Multi-rotors have gotten much smaller since the turn of the century, and they have many uses, including for inspection, surveillance and transportation. A multi-rotor setup allows for both vertical takeoff and hover in calm conditions, but they are unstable in wind.  Engineers from Tohoku University, Japan, have shown that angling the rotor blades of a quad-rotor unmanned aerial vehicles by just 20 degrees can reduce pitching by a quarter.

Credit: Hikaru Otsuka

Pitching can occur because of three factors: the drag of the body, the asymmetry induced flow distribution on the rotor with the wind, and rotor thrust difference between the front and rear rotors.

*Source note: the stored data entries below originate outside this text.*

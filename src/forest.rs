use crate::{CostMatrix, Delta, Postorder, Result, Tree};
use std::ops::{Index, IndexMut};

/// The ways the rightmost nodes of two forests may be aligned.
#[derive(Debug, Copy, Clone, Eq, PartialEq, Hash)]
pub(crate) enum Step {
    /// Both nodes are on the leftmost paths of their forests and are aligned with one another.
    Match,
    /// Both nodes root whole subtrees, whose distance was computed for an earlier pair of keyroots.
    Subtree,
    Delete,
    Insert,
}

/// The forest distances between all prefixes of `li..=i` and `lj..=j`.
///
/// Entry `(p, q)` holds the distance between the first `p` nodes of the left-hand range and
/// the first `q` nodes of the right-hand range.
#[derive(Debug, Clone, PartialEq)]
pub(crate) struct Forest {
    pub(crate) li: usize,
    pub(crate) lj: usize,
    cols: usize,
    cells: Box<[f64]>,
}

impl Index<(usize, usize)> for Forest {
    type Output = f64;

    #[inline]
    fn index(&self, (p, q): (usize, usize)) -> &f64 {
        &self.cells[p * self.cols + q]
    }
}

impl IndexMut<(usize, usize)> for Forest {
    #[inline]
    fn index_mut(&mut self, (p, q): (usize, usize)) -> &mut f64 {
        &mut self.cells[p * self.cols + q]
    }
}

/// The tree distances between every pair of subtrees of two trees.
#[derive(Debug, Clone, PartialEq)]
pub(crate) struct ForestDistance {
    pub(crate) x: Postorder,
    pub(crate) y: Postorder,
    pub(crate) costs: CostMatrix,
    td: Box<[f64]>,
}

impl ForestDistance {
    pub(crate) fn new<L: Sync, D: Delta<L> + ?Sized>(
        x: &Tree<L>,
        y: &Tree<L>,
        delta: &D,
    ) -> Result<Self> {
        let (px, py) = (Postorder::new(x), Postorder::new(y));
        let costs = CostMatrix::new(x.labels(), y.labels(), delta)?.permute(&px.nodes, &py.nodes);

        let mut this = ForestDistance {
            td: vec![f64::INFINITY; px.len() * py.len()].into(),
            x: px,
            y: py,
            costs,
        };

        this.fill();
        Ok(this)
    }

    fn fill(&mut self) {
        for &i in self.x.keyroots.iter() {
            for &j in self.y.keyroots.iter() {
                tracing::trace!(i, j, "filling forest table");
                let f = self.forest(i, j);

                for a in f.li..=i {
                    for b in f.lj..=j {
                        if self.x.leftmost[a] == f.li && self.y.leftmost[b] == f.lj {
                            let cols = self.y.len();
                            self.td[a * cols + b] = f[(a - f.li + 1, b - f.lj + 1)];
                        }
                    }
                }
            }
        }
    }

    /// The tree distance between the subtrees rooted at postorder positions `a` and `b`.
    #[inline]
    pub(crate) fn td(&self, a: usize, b: usize) -> f64 {
        self.td[a * self.y.len() + b]
    }

    /// The distance between the whole trees.
    pub(crate) fn distance(&self) -> f64 {
        match (self.x.len(), self.y.len()) {
            (0, _) => self.costs.insertions().iter().sum(),
            (_, 0) => self.costs.deletions().iter().sum(),
            (m, n) => self.td(m - 1, n - 1),
        }
    }

    /// Computes the forest distances for the subtrees rooted at postorder positions `i` and `j`.
    ///
    /// Every tree distance between proper subtrees off the leftmost paths must already be known.
    pub(crate) fn forest(&self, i: usize, j: usize) -> Forest {
        let (li, lj) = (self.x.leftmost[i], self.y.leftmost[j]);
        let (rows, cols) = (i - li + 2, j - lj + 2);

        let mut f = Forest {
            li,
            lj,
            cols,
            cells: vec![0.; rows * cols].into(),
        };

        for p in 0..rows {
            for q in 0..cols {
                let value = match (p, q) {
                    (0, 0) => 0.,
                    (p, 0) => f[(p - 1, 0)] + self.costs.del(li + p - 1),
                    (0, q) => f[(0, q - 1)] + self.costs.ins(lj + q - 1),
                    (p, q) => self
                        .options(&f, p, q)
                        .into_iter()
                        .fold(f64::INFINITY, |min, (_, c)| min.min(c)),
                };

                f[(p, q)] = value;
            }
        }

        f
    }

    /// The cost of each way to reach entry `(p, q)` of `f`, with `p` and `q` both positive.
    ///
    /// The order of the options is the order of preference among co-optimal ones.
    #[inline]
    pub(crate) fn options(&self, f: &Forest, p: usize, q: usize) -> [(Step, f64); 3] {
        let (a, b) = (f.li + p - 1, f.lj + q - 1);
        let (la, lb) = (self.x.leftmost[a], self.y.leftmost[b]);

        let align = if la == f.li && lb == f.lj {
            (Step::Match, f[(p - 1, q - 1)] + self.costs.rep(a, b))
        } else {
            (Step::Subtree, f[(la - f.li, lb - f.lj)] + self.td(a, b))
        };

        [
            align,
            (Step::Delete, f[(p - 1, q)] + self.costs.del(a)),
            (Step::Insert, f[(p, q - 1)] + self.costs.ins(b)),
        ]
    }
}

#[cfg(test)]
mod tests {
    use super::*;
    use crate::{example, Letter, Size, UnitCost};
    use std::collections::HashMap;
    use test_strategy::proptest;

    fn weighted(a: Option<&Letter>, b: Option<&Letter>) -> f64 {
        match (a, b) {
            (Some(a), Some(b)) if a == b => 0.,
            (Some(_), Some(_)) => 1.5,
            (Some(Letter::A), None) | (None, Some(Letter::A)) => 0.5,
            _ => 1.,
        }
    }

    /// The textbook recursion over forests, given as sequences of preorder roots.
    struct Naive<'a, D> {
        x: &'a Tree<Letter>,
        y: &'a Tree<Letter>,
        delta: &'a D,
        memo: HashMap<(Vec<usize>, Vec<usize>), f64>,
    }

    impl<D: Delta<Letter>> Naive<'_, D> {
        fn distance(&mut self, f: Vec<usize>, g: Vec<usize>) -> f64 {
            if let Some(&d) = self.memo.get(&(f.clone(), g.clone())) {
                return d;
            }

            let (x, y, delta) = (self.x, self.y, self.delta);
            let d = match (f.split_last(), g.split_last()) {
                (None, None) => 0.,
                (Some((&v, rest)), None) => {
                    let mut h = rest.to_vec();
                    h.extend(x.children(v));
                    self.distance(h, g.clone()) + delta.cost(Some(x.label(v)), None)
                }
                (None, Some((&w, rest))) => {
                    let mut h = rest.to_vec();
                    h.extend(y.children(w));
                    self.distance(f.clone(), h) + delta.cost(None, Some(y.label(w)))
                }
                (Some((&v, fr)), Some((&w, gr))) => {
                    let (a, b) = (x.label(v), y.label(w));

                    let mut fv = fr.to_vec();
                    fv.extend(x.children(v));
                    let mut gw = gr.to_vec();
                    gw.extend(y.children(w));

                    let del = self.distance(fv, g.clone()) + delta.cost(Some(a), None);
                    let ins = self.distance(f.clone(), gw) + delta.cost(None, Some(b));
                    let rep = self.distance(x.children(v).to_vec(), y.children(w).to_vec())
                        + self.distance(fr.to_vec(), gr.to_vec())
                        + delta.cost(Some(a), Some(b));

                    del.min(ins).min(rep)
                }
            };

            self.memo.insert((f, g), d);
            d
        }
    }

    fn roots<L>(t: &Tree<L>) -> Vec<usize> {
        if t.is_empty() {
            Vec::new()
        } else {
            vec![0]
        }
    }

    #[test]
    fn distance_of_the_example_is_three() {
        let (x, y) = example();
        let fd = ForestDistance::new(&x, &y, &UnitCost).unwrap();
        assert_eq!(fd.distance(), 3.);
    }

    #[test]
    fn distance_to_the_empty_tree_sums_deletions() {
        let (x, _) = example();
        let empty = Tree::empty();
        assert_eq!(ForestDistance::new(&x, &empty, &UnitCost).unwrap().distance(), 5.);
        assert_eq!(ForestDistance::new(&empty, &x, &UnitCost).unwrap().distance(), 5.);
        assert_eq!(ForestDistance::new(&empty, &empty, &UnitCost).unwrap().distance(), 0.);
    }

    #[test]
    fn tree_distances_between_subtrees_of_the_example() {
        let (x, y) = example();
        let fd = ForestDistance::new(&x, &y, &UnitCost).unwrap();

        // b(c, d) vs c(d)
        assert_eq!(fd.td(2, 1), 2.);
        // e vs d
        assert_eq!(fd.td(3, 0), 1.);
        // d vs c(d)
        assert_eq!(fd.td(1, 1), 1.);
    }

    #[proptest]
    fn distance_between_identical_trees_is_zero(t: Tree<Letter>) {
        let fd = ForestDistance::new(&t, &t, &UnitCost).unwrap();
        assert_eq!(fd.distance(), 0.);
    }

    #[proptest]
    fn distance_is_at_most_deleting_and_inserting_everything(x: Tree<Letter>, y: Tree<Letter>) {
        let fd = ForestDistance::new(&x, &y, &weighted).unwrap();
        let bound: f64 = x.labels().iter().map(|l| weighted(Some(l), None)).sum::<f64>()
            + y.labels().iter().map(|l| weighted(None, Some(l))).sum::<f64>();

        assert!(fd.distance() <= bound);
    }

    #[proptest]
    fn distance_agrees_with_the_naive_recursion(
        #[any(Size::from((2, 3)))] x: Tree<Letter>,
        #[any(Size::from((2, 3)))] y: Tree<Letter>,
    ) {
        let fd = ForestDistance::new(&x, &y, &weighted).unwrap();

        let mut naive = Naive {
            x: &x,
            y: &y,
            delta: &weighted,
            memo: HashMap::new(),
        };

        let expected = naive.distance(roots(&x), roots(&y));
        assert!((fd.distance() - expected).abs() < 1e-9);
    }
}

The team first estimated the effects of the wake of the front rotors on the rear, then isolated the rotors from the vehicle and measured the effect of different angles in a low-speed wind tunnel. They show that angling the rotors to the outer side by 75 degrees kept the airflow passing each rotor blade isolated, but increasing the angle to 90 or above meant the wake of the front rotors affected the rear.

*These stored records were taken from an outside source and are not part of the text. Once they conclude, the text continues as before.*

use crate::{Error, Result};
use rayon::prelude::*;

/// A measure for the cost of aligning two nodes.
///
/// `None` stands for the absent counterpart: `cost(Some(a), None)` is the cost of deleting `a`,
/// `cost(None, Some(b))` the cost of inserting `b`. `cost(None, None)` is never asked for.
///
/// Costs must be non-negative. [f64::INFINITY] forbids the corresponding alignment. Since partial
/// results are cached and computed in parallel, implementations must be pure.
///
/// # Example
///
/// ```rust
/// use tree_alignment::{distance, Tree};
///
/// // Relabeling is forbidden, so nodes may only be deleted and inserted.
/// fn strict(a: Option<&char>, b: Option<&char>) -> f64 {
///     match (a, b) {
///         (Some(a), Some(b)) if a != b => f64::INFINITY,
///         (Some(_), Some(_)) => 0.,
///         _ => 1.,
///     }
/// }
///
/// let x = Tree::node('a', [Tree::leaf('b')]);
/// let y = Tree::node('a', [Tree::leaf('c')]);
/// assert_eq!(distance(&x, &y, &strict)?, 2.);
/// # Ok::<(), tree_alignment::Error>(())
/// ```
pub trait Delta<L: ?Sized>: Sync {
    /// Returns the cost of aligning `a` with `b`.
    fn cost(&self, a: Option<&L>, b: Option<&L>) -> f64;
}

impl<L: ?Sized, F> Delta<L> for F
where
    F: Fn(Option<&L>, Option<&L>) -> f64 + Sync,
{
    #[inline]
    fn cost(&self, a: Option<&L>, b: Option<&L>) -> f64 {
        self(a, b)
    }
}

/// The default [Delta]: every insertion, deletion and relabeling to a different label costs `1`.
#[derive(Debug, Default, Copy, Clone, Eq, PartialEq, Hash)]
pub struct UnitCost;

impl<L: ?Sized + PartialEq> Delta<L> for UnitCost {
    #[inline]
    fn cost(&self, a: Option<&L>, b: Option<&L>) -> f64 {
        match (a, b) {
            (Some(a), Some(b)) if a == b => 0.,
            _ => 1.,
        }
    }
}

fn check(cost: f64, left: Option<usize>, right: Option<usize>) -> Result<f64> {
    // Also rejects NaN. Adding zero turns `-0.` into `0.`.
    if cost >= 0. {
        Ok(cost + 0.)
    } else {
        Err(Error::NegativeCost { cost, left, right })
    }
}

/// Every cost a comparison between two label sequences may ask for, computed up front.
#[derive(Debug, Clone, PartialEq)]
pub(crate) struct CostMatrix {
    rep: Box<[f64]>,
    del: Box<[f64]>,
    ins: Box<[f64]>,
    cols: usize,
}

impl CostMatrix {
    pub(crate) fn new<L: Sync, D: Delta<L> + ?Sized>(x: &[L], y: &[L], delta: &D) -> Result<Self> {
        let cols = y.len();

        let rep = (0..x.len() * cols)
            .into_par_iter()
            .map(|k| {
                let (i, j) = (k / cols, k % cols);
                check(delta.cost(Some(&x[i]), Some(&y[j])), Some(i), Some(j))
            })
            .collect::<Result<_>>()?;

        let del = x
            .iter()
            .enumerate()
            .map(|(i, a)| check(delta.cost(Some(a), None), Some(i), None))
            .collect::<Result<_>>()?;

        let ins = y
            .iter()
            .enumerate()
            .map(|(j, b)| check(delta.cost(None, Some(b)), None, Some(j)))
            .collect::<Result<_>>()?;

        Ok(CostMatrix {
            rep,
            del,
            ins,
            cols,
        })
    }

    /// Reorders rows and columns, so that row `i` of the result is row `rows[i]` of `self`.
    pub(crate) fn permute(&self, rows: &[usize], cols: &[usize]) -> Self {
        CostMatrix {
            rep: rows
                .iter()
                .flat_map(|&i| cols.iter().map(move |&j| self.rep(i, j)))
                .collect(),
            del: rows.iter().map(|&i| self.del[i]).collect(),
            ins: cols.iter().map(|&j| self.ins[j]).collect(),
            cols: cols.len(),
        }
    }

    #[inline]
    pub(crate) fn rep(&self, i: usize, j: usize) -> f64 {
        self.rep[i * self.cols + j]
    }

    #[inline]
    pub(crate) fn del(&self, i: usize) -> f64 {
        self.del[i]
    }

    #[inline]
    pub(crate) fn ins(&self, j: usize) -> f64 {
        self.ins[j]
    }

    pub(crate) fn deletions(&self) -> &[f64] {
        &self.del
    }

    pub(crate) fn insertions(&self) -> &[f64] {
        &self.ins
    }
}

Then they analyzed how this translated to a complete quad-rotor with all four rotors working together. In the wind tunnel, the team tested various angles of rotor attachment to the quadrotor and the effect on pitching moment generation. They measured the effects of outward and inward tilting of the rotor blades for five different angles. They found that rotor tilting by 20 to the outer side degrades the pitch of the vehicle by 26%.

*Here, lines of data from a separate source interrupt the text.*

use crate::{Delta, Result, Ted, Tree};
use rayon::prelude::*;

impl Ted {
    /// Computes the distance between every tree of `xs` and every tree of `ys` in parallel.
    ///
    /// Entry `[a][b]` of the result is the distance between `xs[a]` and `ys[b]`. The first error
    /// encountered, if any, is returned instead.
    pub fn pairwise<L, D>(
        &self,
        xs: &[Tree<L>],
        ys: &[Tree<L>],
        delta: &D,
    ) -> Result<Vec<Vec<f64>>>
    where
        L: Sync,
        D: Delta<L> + ?Sized,
    {
        let _span = tracing::debug_span!("pairwise", m = xs.len(), n = ys.len()).entered();

        xs.par_iter()
            .map(|x| {
                ys.par_iter()
                    .map(|y| self.distance(x, y, delta))
                    .collect::<Result<_>>()
            })
            .collect()
    }
}

/// Computes the distance between every tree of `xs` and every tree of `ys` in parallel.
///
/// # Example
///
/// ```rust
/// use tree_alignment::{pairwise_distances, Tree, UnitCost};
///
/// let trees = [Tree::leaf('a'), Tree::node('a', [Tree::leaf('b')]), Tree::empty()];
/// let distances = pairwise_distances(&trees, &trees, &UnitCost)?;
///
/// assert_eq!(distances[0], [0., 1., 1.]);
/// assert_eq!(distances[1], [1., 0., 2.]);
/// assert_eq!(distances[2], [1., 2., 0.]);
/// # Ok::<(), tree_alignment::Error>(())
/// ```
pub fn pairwise_distances<L, D>(
    xs: &[Tree<L>],
    ys: &[Tree<L>],
    delta: &D,
) -> Result<Vec<Vec<f64>>>
where
    L: Sync,
    D: Delta<L> + ?Sized,
{
    Ted::default().pairwise(xs, ys, delta)
}
//! # Overview
//!
//! This crate implements the [Zhang-Shasha algorithm][zhang-shasha] for the edit distance between
//! ordered labeled trees, according to a user-defined measure for the cost of relabeling,
//! deleting and inserting nodes. Besides the distance, it recovers a co-optimal alignment between
//! the nodes of both trees and converts it into an [EditScript] that can be applied to turn one
//! tree into the other.
//!
//! [zhang-shasha]: https://doi.org/10.1137/0218082
//!
//! # Example
//!
//! ```rust
//! use tree_alignment::*;
//! use serde_json::Value;
//!
//! fn tree(value: &Value) -> Tree<String> {
//!     match value {
//!         Value::Array(a) => Tree::node("[]".into(), a.iter().map(tree)),
//!         Value::Object(m) => Tree::node(
//!             "{}".into(),
//!             m.iter().map(|(k, v)| Tree::node(k.clone(), [tree(v)])),
//!         ),
//!         v => Tree::leaf(v.to_string()),
//!     }
//! }
//!
//! let john = tree(&serde_json::json!({
//!     "name": "John Doe",
//!     "age": 43,
//!     "phones": [
//!         "+44 1234567",
//!         "+44 2345678"
//!     ]
//! }));
//!
//! let jane = tree(&serde_json::json!({
//!     "name": "Jane Doe",
//!     "maiden name": "Smith",
//!     "age": 40,
//!     "phones": [
//!         "+44 7654321",
//!     ]
//! }));
//!
//! // Relabel the name, the age and one phone number, insert the maiden name and remove a phone.
//! assert_eq!(distance(&john, &jane, &UnitCost)?, 6.);
//!
//! let alignment = backtrace(&john, &jane, &UnitCost)?;
//! let script = alignment.to_script(&john, &jane)?;
//!
//! assert_eq!(script.len(), 6);
//! assert_eq!(script.apply(&john)?, jane);
//! # Ok::<(), Error>(())
//! ```

mod alignment;
mod batch;
mod config;
mod cost;
mod diff;
mod edit;
mod error;
mod tree;

pub use alignment::*;
pub use batch::*;
pub use config::*;
pub use cost::*;
pub use diff::*;
pub use edit::*;
pub use error::*;
pub use tree::*;

pub mod sequence;

mod backtrace;
mod forest;

pub(crate) use backtrace::*;
pub(crate) use forest::*;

Source (Tohoku University. “Improving drone performance in headwinds: Stability of unmanned aerial vehicles in heavy winds can be improved through rotor placement and angle.” ScienceDaily. ScienceDaily, 9 February 2018.)

Original paper: Otsuka, H., Sasaki, D. and Nagatani, K., 2018. Reduction of the head-up pitching moment of small quad-rotor unmanned aerial vehicles in uniform flow. International Journal of Micro Air Vehicles, 10(1), pp.85-105.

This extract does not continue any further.